> Exercise directions
Write out every line exactly, from the first line of the records below through the line that contains "triple-quoted string runs".

*** Data for this exercise ***

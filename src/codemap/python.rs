//! Python declaration scanner.
//!
//! Works on logical lines: physical lines are joined while brackets are
//! open, after a trailing backslash, or while a triple-quoted string runs
//! on. Nesting comes from an indentation stack of open `class` and `def`
//! blocks.

use std::ops::Range;
use std::sync::LazyLock;

use regex::Regex;

use super::scan::{self, LineIndex, Masked, MaskStyle, Snippet};
use super::{DeclKind, Declaration, Extraction, UNKNOWN_TYPE};

static IMPORT: LazyLock<Regex> = LazyLock::new(|| {
    Regex::new(r"^(?:import\s|from\s+[\w.]+\s+import\b)").expect("import regex is invalid")
});

static DECORATOR: LazyLock<Regex> =
    LazyLock::new(|| Regex::new(r"^@\s*([A-Za-z_][\w.]*)").expect("decorator regex is invalid"));

static DEF: LazyLock<Regex> = LazyLock::new(|| {
    Regex::new(r"^(async\s+)?def\s+([A-Za-z_]\w*)\s*\(").expect("def regex is invalid")
});

static CLASS: LazyLock<Regex> =
    LazyLock::new(|| Regex::new(r"^class\s+([A-Za-z_]\w*)").expect("class regex is invalid"));

static FIELD: LazyLock<Regex> =
    LazyLock::new(|| Regex::new(r"^([A-Za-z_]\w*)\s*(:|=)").expect("field regex is invalid"));

/// Statement keywords that can be followed directly by `:`.
const KEYWORDS: &[&str] = &[
    "else", "try", "finally", "except", "lambda", "pass", "return", "yield", "raise", "del",
];

#[derive(Debug, Clone, Copy, PartialEq, Eq)]
enum OpenKind {
    Class,
    Def,
}

/// A `class` or `def` whose body is still being read.
struct Open {
    indent: usize,
    kind: OpenKind,
    /// Indentation of the first statement in the body.
    body_indent: Option<usize>,
}

/// Extract imports and declarations from a Python file.
pub fn extract(content: &str) -> Extraction {
    let masked = scan::mask(content, MaskStyle::PYTHON);
    let lines = LineIndex::new(content);
    let mut out = Extraction::default();
    let mut stack: Vec<Open> = Vec::new();

    for range in logical_lines(&masked, &lines) {
        let line = Snippet::new(content, &masked.text, &lines, range);
        if line.is_blank() {
            continue;
        }

        let indent = indent_width(line.masked());
        while stack.last().is_some_and(|open| open.indent >= indent) {
            stack.pop();
        }
        if let Some(open) = stack.last_mut() {
            open.body_indent.get_or_insert(indent);
        }

        let depth = stack.len();
        let parent = stack.last().map(|open| open.kind);
        let at_class_body = stack
            .last()
            .is_some_and(|open| open.kind == OpenKind::Class && open.body_indent == Some(indent));

        let masked_line = line.masked();
        let stmt = line.after(masked_line.len() - masked_line.trim_start().len());
        let text = stmt.masked();

        if IMPORT.is_match(text) {
            let end = text.trim_end().len();
            out.add_import(import_text(&stmt.original()[..end]));
        } else if let Some(caps) = DECORATOR.captures(text) {
            let decl = Declaration::new(DeclKind::Decorator, &caps[1], depth, stmt.line());
            out.declarations.push(decl);
        } else if let Some(caps) = DEF.captures(text) {
            let in_class = parent == Some(OpenKind::Class);
            out.declarations.push(function(stmt, &caps, in_class, depth));
            stack.push(Open {
                indent,
                kind: OpenKind::Def,
                body_indent: None,
            });
        } else if let Some(caps) = CLASS.captures(text) {
            out.declarations.push(class(stmt, &caps, depth));
            stack.push(Open {
                indent,
                kind: OpenKind::Class,
                body_indent: None,
            });
        } else if at_class_body {
            if let Some(decl) = field(stmt, depth) {
                out.declarations.push(decl);
            }
        }
    }

    out
}

/// Byte ranges of logical lines in the masked text.
fn logical_lines(masked: &Masked, lines: &LineIndex) -> Vec<Range<usize>> {
    let text = &masked.text;
    let physical = lines.ranges(text.len());
    let mut logical = Vec::new();
    let mut start: Option<usize> = None;
    let mut depth = 0usize;

    for (i, line) in physical.iter().enumerate() {
        let begin = *start.get_or_insert(line.start);
        let body = &text[line.clone()];
        for b in body.bytes() {
            match b {
                b'(' | b'[' | b'{' => depth += 1,
                b')' | b']' | b'}' => depth = depth.saturating_sub(1),
                _ => {}
            }
        }

        let continued = depth > 0
            || body.trim_end().ends_with('\\')
            || physical
                .get(i + 1)
                .is_some_and(|next| inside_literal(&masked.multiline_literals, next.start));
        if !continued {
            logical.push(begin..line.end);
            start = None;
        }
    }

    if let Some(begin) = start {
        logical.push(begin..text.len());
    }
    logical
}

fn inside_literal(literals: &[Range<usize>], offset: usize) -> bool {
    literals.iter().any(|r| r.start < offset && offset < r.end)
}

/// Leading whitespace width, with tabs advancing to the next multiple of 8.
fn indent_width(line: &str) -> usize {
    let mut width = 0;
    for b in line.bytes() {
        match b {
            b' ' => width += 1,
            b'\t' => width = width / 8 * 8 + 8,
            _ => break,
        }
    }
    width
}

/// Import statement with whitespace collapsed and line continuations and
/// grouping parens removed.
fn import_text(raw: &str) -> String {
    let text = scan::squash(&raw.replace('\\', " "));
    match (text.find('('), text.rfind(')')) {
        (Some(open), Some(close)) if open < close => {
            let names: Vec<&str> = text[open + 1..close]
                .split(',')
                .map(str::trim)
                .filter(|name| !name.is_empty())
                .collect();
            format!("{}{}", &text[..open], names.join(", "))
        }
        _ => text,
    }
}

fn function(
    stmt: Snippet<'_>,
    caps: &regex::Captures<'_>,
    in_class: bool,
    depth: usize,
) -> Declaration {
    let masked = stmt.masked();
    let name = caps.get(2).map_or("", |m| m.as_str());
    let open = caps.get(0).map_or(0, |m| m.end() - 1);
    let close = scan::matching_close(masked, open, b'(', b')').unwrap_or(masked.len());

    let kind = match (in_class, name) {
        (true, "__init__") => DeclKind::Constructor,
        (true, _) => DeclKind::Method,
        (false, _) => DeclKind::Function,
    };

    let mut decl = Declaration::new(kind, name, depth, stmt.line())
        .with_params(scan::params(stmt, open, close, false));
    if let Some(ty) = return_annotation(stmt, close) {
        decl = decl.with_type(ty);
    }
    if caps.get(1).is_some() {
        decl = decl.with_qualifier("async");
    }
    decl
}

/// Text between `->` and the colon that ends the `def` header.
fn return_annotation(stmt: Snippet<'_>, close: usize) -> Option<String> {
    let masked = stmt.masked();
    let after = (close + 1).min(masked.len());
    let tail = &masked[after..];
    let colon = scan::find_top_level(tail, false, |b, i| b[i] == b':').unwrap_or(tail.len());
    let arrow = tail[..colon].find("->")?;
    let ty = scan::squash(&stmt.original()[after + arrow + 2..after + colon]);
    (!ty.is_empty()).then_some(ty)
}

fn class(stmt: Snippet<'_>, caps: &regex::Captures<'_>, depth: usize) -> Declaration {
    let masked = stmt.masked();
    let name = caps.get(1).map_or("", |m| m.as_str());
    let after = caps.get(0).map_or(masked.len(), |m| m.end());
    let tail = &masked[after..];
    let colon = scan::find_top_level(tail, false, |b, i| b[i] == b':').unwrap_or(tail.len());

    let extends = scan::find_top_level(&tail[..colon], false, scan::is_open_paren).and_then(|open| {
        let open = after + open;
        let close = scan::matching_close(masked, open, b'(', b')')?;
        Some(scan::squash(&stmt.original()[open + 1..close]))
    });

    Declaration::new(DeclKind::Class, name, depth, stmt.line()).with_extends(extends)
}

/// `name: T = v` or `name = v` directly in a class body.
fn field(stmt: Snippet<'_>, depth: usize) -> Option<Declaration> {
    let masked = stmt.masked();
    let caps = FIELD.captures(masked)?;
    let name = caps.get(1)?.as_str();
    if KEYWORDS.contains(&name) {
        return None;
    }

    let sep = caps.get(2)?;
    let tail = &masked[sep.end()..];
    let ty = if sep.as_str() == "=" {
        if tail.starts_with('=') {
            return None;
        }
        UNKNOWN_TYPE.to_string()
    } else {
        let end = scan::find_top_level(tail, false, scan::is_assign).unwrap_or(tail.len());
        let ty = scan::squash(&stmt.original()[sep.end()..sep.end() + end]);
        if ty.is_empty() {
            return None;
        }
        ty
    };

    Some(Declaration::new(DeclKind::Field, name, depth, stmt.line()).with_type(ty))
}

#[cfg(test)]
mod tests {
    use super::*;

    fn params(decl: &Declaration) -> Vec<&str> {
        decl.params
            .as_ref()
            .map(|p| p.iter().map(String::as_str).collect())
            .unwrap_or_default()
    }

    #[test]
    fn test_function_with_default() {
        let out = extract("def add(a, b=2):\n    return a + b\n");
        assert_eq!(out.declarations.len(), 1);
        let decl = &out.declarations[0];
        assert_eq!(decl.kind, DeclKind::Function);
        assert_eq!(decl.name, "add");
        assert_eq!(params(decl), vec!["a", "b=2"]);
        assert_eq!(decl.depth, 0);
        assert_eq!(decl.line, 1);
    }

    #[test]
    fn test_imports() {
        let code = "import os\nfrom typing import (\n    Dict,\n    List,\n)\nimport os  # again\nfrom . import sibling\n";
        let out = extract(code);
        assert_eq!(
            out.imports,
            vec!["import os", "from typing import Dict, List", "from . import sibling"]
        );
        assert!(out.declarations.is_empty());
    }

    #[test]
    fn test_class_members() {
        let code = r#"@dataclass
class Point(Base, metaclass=Meta):
    """A point.

def fake(): pass
"""
    x: int = 0
    y: Dict[str, int]
    label = "p"

    def __init__(self, x, y=2):
        self.x = x

    @property
    def norm(self) -> float:
        return 0.0

    async def fetch(self, url: str, *, timeout: float = 1.0) -> Dict[str, List[int]]:
        def helper(a):
            return a
        return {}


def add(a, b=2):
    return a + b
"#;
        let decls = extract(code).declarations;
        let summary: Vec<(DeclKind, &str, usize)> =
            decls.iter().map(|d| (d.kind, d.name.as_str(), d.depth)).collect();
        assert_eq!(
            summary,
            vec![
                (DeclKind::Decorator, "dataclass", 0),
                (DeclKind::Class, "Point", 0),
                (DeclKind::Field, "x", 1),
                (DeclKind::Field, "y", 1),
                (DeclKind::Field, "label", 1),
                (DeclKind::Constructor, "__init__", 1),
                (DeclKind::Decorator, "property", 1),
                (DeclKind::Method, "norm", 1),
                (DeclKind::Method, "fetch", 1),
                (DeclKind::Function, "helper", 2),
                (DeclKind::Function, "add", 0),
            ]
        );

        assert_eq!(decls[1].extends.as_deref(), Some("Base, metaclass=Meta"));
        assert_eq!(decls[1].line, 2);
        assert_eq!(decls[2].ty.as_deref(), Some("int"));
        assert_eq!(decls[3].ty.as_deref(), Some("Dict[str, int]"));
        assert!(decls[4].has_unknown_type());
        assert_eq!(params(&decls[5]), vec!["self", "x", "y=2"]);
        assert_eq!(decls[7].ty.as_deref(), Some("float"));
        assert_eq!(decls[8].qualifier.as_deref(), Some("async"));
        assert_eq!(
            params(&decls[8]),
            vec!["self", "url: str", "*", "timeout: float = 1.0"]
        );
        assert_eq!(decls[8].ty.as_deref(), Some("Dict[str, List[int]]"));
    }

    #[test]
    fn test_multiline_signature() {
        let code = "def long(\n    first,\n    second=(1, 2),\n    *args,\n    **kwargs,\n) -> None:\n    pass\n";
        let decls = extract(code).declarations;
        assert_eq!(decls.len(), 1);
        assert_eq!(params(&decls[0]), vec!["first", "second=(1, 2)", "*args", "**kwargs"]);
        assert_eq!(decls[0].ty.as_deref(), Some("None"));
    }

    #[test]
    fn test_strings_and_comments_ignored() {
        let code = "# def commented(): pass\nx = \"def quoted(): pass\"\ntext = '''\nclass Fake:\n    pass\n'''\n";
        assert!(extract(code).declarations.is_empty());
    }

    #[test]
    fn test_class_without_bases() {
        let decls = extract("class Empty:\n    pass\n\nclass Other(): ...\n").declarations;
        assert_eq!(decls.len(), 2);
        assert!(decls[0].extends.is_none());
        assert!(decls[1].extends.is_none());
        assert_eq!(decls[1].depth, 0);
    }

    #[test]
    fn test_control_flow_not_fields() {
        let code = "class A:\n    try:\n        x = 1\n    except:\n        pass\n    if DEBUG:\n        y = 2\n    else:\n        y = 3\n    z == 4\n";
        let decls = extract(code).declarations;
        assert_eq!(decls.len(), 1);
        assert_eq!(decls[0].kind, DeclKind::Class);
    }

    #[test]
    fn test_def_inside_if_at_top_level() {
        let code = "if sys.version_info >= (3, 8):\n    def compat(x):\n        return x\nelse:\n    def compat(x):\n        return None\n";
        let decls = extract(code).declarations;
        assert_eq!(decls.len(), 2);
        assert!(decls.iter().all(|d| d.kind == DeclKind::Function && d.depth == 0));
    }

    #[test]
    fn test_backslash_continuation() {
        let code = "from os.path import join, \\\n    exists\n";
        assert_eq!(extract(code).imports, vec!["from os.path import join, exists"]);
    }
}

*** End of Data for this exercise ***

> Response area
filename src/codemap/python.rs
//! Python declaration scanner.
//!
//! Works on logical lines: physical lines are joined while brackets are
//! open, after a trailing backslash, or while a triple-quoted string runs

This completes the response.